Reading like a mother
…is the name of my new blog, which is about—yes, you guessed it—what I’m reading these days, and how. I do hope you’ll drop in sometime when you’re done catching up with the New Quarterly crew here.
The blog isn’t the only writing I’m doing these days, either. Several months ago, I read this essayby Christine Pountney in Maisonneuve. It’s stuck with me because suddenly, after reading it, my world made sense again. In particular, this paragraph:
Even the inconvenience of having a sick child at home is a good reminder of what you can achieve under normal circumstances. Suddenly you start to realize how much you have; how much you could lose; what you have already lost. In this way, regret is putting me back in touch with my own potential. And I’m trying to harness it.

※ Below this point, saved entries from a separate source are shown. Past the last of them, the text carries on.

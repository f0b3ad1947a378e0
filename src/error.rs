// SPDX-License-Identifier: AGPL-3.0-or-later
//
// Copyright (C) 2026 Voicechat Gateway

use axum::{
    http::StatusCode,
    response::{IntoResponse, Response},
    Json,
};
use serde::Serialize;

/// Error returned at the HTTP boundary as JSON `{"error": ...}`.
///
/// Handlers build these from validation failures or dependency errors; the
/// status and message are surfaced verbatim, since the gateway has no
/// recovery logic of its own.
#[derive(Debug)]
pub struct ApiError {
    pub status: StatusCode,
    pub message: String,
}

#[derive(Serialize)]
struct ErrorBody {
    error: String,
}

impl ApiError {
    pub fn new(status: StatusCode, message: impl Into<String>) -> Self {
        Self {
            status,
            message: message.into(),
        }
    }

    pub fn not_found(message: impl Into<String>) -> Self {
        Self::new(StatusCode::NOT_FOUND, message)
    }

    pub fn bad_request(message: impl Into<String>) -> Self {
        Self::new(StatusCode::BAD_REQUEST, message)
    }

    pub fn bad_gateway(message: impl Into<String>) -> Self {
        Self::new(StatusCode::BAD_GATEWAY, message)
    }

    pub fn service_unavailable(message: impl Into<String>) -> Self {
        Self::new(StatusCode::SERVICE_UNAVAILABLE, message)
    }

    /// Mirror an upstream dependency's failure status to the caller.
    pub fn mirrored(status: u16, message: impl Into<String>) -> Self {
        Self::new(
            StatusCode::from_u16(status).unwrap_or(StatusCode::BAD_GATEWAY),
            message,
        )
    }
}

impl IntoResponse for ApiError {
    fn into_response(self) -> Response {
        let body = Json(ErrorBody {
            error: self.message,
        });
        (self.status, body).into_response()
    }
}

#[cfg(test)]
mod tests {
    use super::*;
    use axum::body::to_bytes;

    #[test]
    fn constructors_set_status_and_message() {
        let nf = ApiError::not_found("missing");
        assert_eq!(nf.status, StatusCode::NOT_FOUND);
        assert_eq!(nf.message, "missing");

        let gw = ApiError::bad_gateway("upstream down");
        assert_eq!(gw.status, StatusCode::BAD_GATEWAY);

        let sv = ApiError::service_unavailable("not configured");
        assert_eq!(sv.status, StatusCode::SERVICE_UNAVAILABLE);
    }

    #[test]
    fn mirrored_falls_back_to_bad_gateway_on_invalid_status() {
        assert_eq!(
            ApiError::mirrored(401, "denied").status,
            StatusCode::UNAUTHORIZED
        );
        assert_eq!(
            ApiError::mirrored(1, "bogus").status,
            StatusCode::BAD_GATEWAY
        );
    }

    #[tokio::test]
    async fn into_response_returns_json_body() {
        let response = ApiError::bad_request("bad data").into_response();
        assert_eq!(response.status(), StatusCode::BAD_REQUEST);

        let body_bytes = to_bytes(response.into_body(), usize::MAX).await.unwrap();
        let body = String::from_utf8(body_bytes.to_vec()).unwrap();
        assert_eq!(body, r#"{"error":"bad data"}"#);
    }
}
// SPDX-License-Identifier: AGPL-3.0-or-later
//
// Copyright (C) 2026 Voicechat Gateway

//! Streaming relay: one question in, a live text event stream out.

use axum::body::Body;
use axum::extract::State;
use axum::http::header::CONTENT_TYPE;
use axum::http::StatusCode;
use axum::response::{IntoResponse, Response};
use axum::Json;
use futures_util::StreamExt;
use serde::{Deserialize, Serialize};
use utoipa::ToSchema;

use crate::providers::orchestrator::{line_events, OrchestratorRequest};
use crate::state::AppState;

const STREAM_CONTENT_TYPE: &str = "text/plain; charset=utf-8";

/// One relay call. Identity context is optional pass-through; the browser
/// client fills it in when the user is signed in.
#[derive(Debug, Clone, Deserialize, ToSchema)]
pub struct SpeakRequest {
    #[serde(rename = "spokenText", default)]
    pub spoken_text: String,
    #[serde(default)]
    pub conversation_id: String,
    #[serde(default)]
    pub client_principal_id: String,
    #[serde(default)]
    pub client_principal_name: String,
    #[serde(default)]
    pub access_token: String,
}

/// Validation failure body, matching the browser client's contract.
#[derive(Debug, Serialize, ToSchema)]
pub struct DetailBody {
    pub detail: String,
}

/// `POST /speak` — forward the question upstream and stream the answer
/// back line by line.
///
/// A non-200 upstream status becomes a single in-band `Error: <status>`
/// line, since the client reads the body as an event stream either way.
/// Client disconnects drop the response body, which cancels the upstream
/// read and releases the connection.
#[utoipa::path(
    post,
    path = "/speak",
    request_body = SpeakRequest,
    tag = "Relay",
    responses(
        (status = 200, description = "Newline-delimited text event stream"),
        (status = 400, description = "Missing question", body = DetailBody),
        (status = 502, description = "Orchestrator unreachable")
    )
)]
pub async fn speak(State(state): State<AppState>, Json(request): Json<SpeakRequest>) -> Response {
    if request.spoken_text.trim().is_empty() {
        return (
            StatusCode::BAD_REQUEST,
            Json(DetailBody {
                detail: "spokenText is required".to_string(),
            }),
        )
            .into_response();
    }

    let upstream_request = OrchestratorRequest {
        conversation_id: request.conversation_id,
        question: request.spoken_text,
        text_only: true,
        client_principal_id: request.client_principal_id,
        client_principal_name: request.client_principal_name,
        access_token: request.access_token,
    };

    let upstream = match state.orchestrator.ask(&upstream_request).await {
        Ok(response) => response,
        Err(e) => {
            tracing::warn!(error = %e, "orchestrator unreachable");
            return crate::error::ApiError::bad_gateway(e.to_string()).into_response();
        }
    };

    let status = upstream.status();
    if status != reqwest::StatusCode::OK {
        tracing::warn!(status = status.as_u16(), "orchestrator returned an error");
        return stream_response(Body::from(format!("Error: {}\n", status.as_u16())));
    }

    stream_response(Body::from_stream(line_events(
        upstream.bytes_stream().boxed(),
    )))
}

fn stream_response(body: Body) -> Response {
    Response::builder()
        .status(StatusCode::OK)
        .header(CONTENT_TYPE, STREAM_CONTENT_TYPE)
        .body(body)
        // Infallible: status and header are statically valid.
        .unwrap_or_else(|_| StatusCode::INTERNAL_SERVER_ERROR.into_response())
}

Substitute “inconvenience of having a sick child” with “reality of having a new baby” and that was me. Before I had Chelsea, I had a lot more time, yes, but many of those hours were just straight-up wasted. And since I read that essay I’ve idiotically, if also somewhat ironically, gone and wasted many more, moaning about all that I’ve wasted. No more!
This is why I’ve decided, with a nine month old at home, to begin doing the freelance writing I used to think I had no time for. Wish me luck, all! Tips from writers out there reading this, especially those who are also parents, are most, most welcome.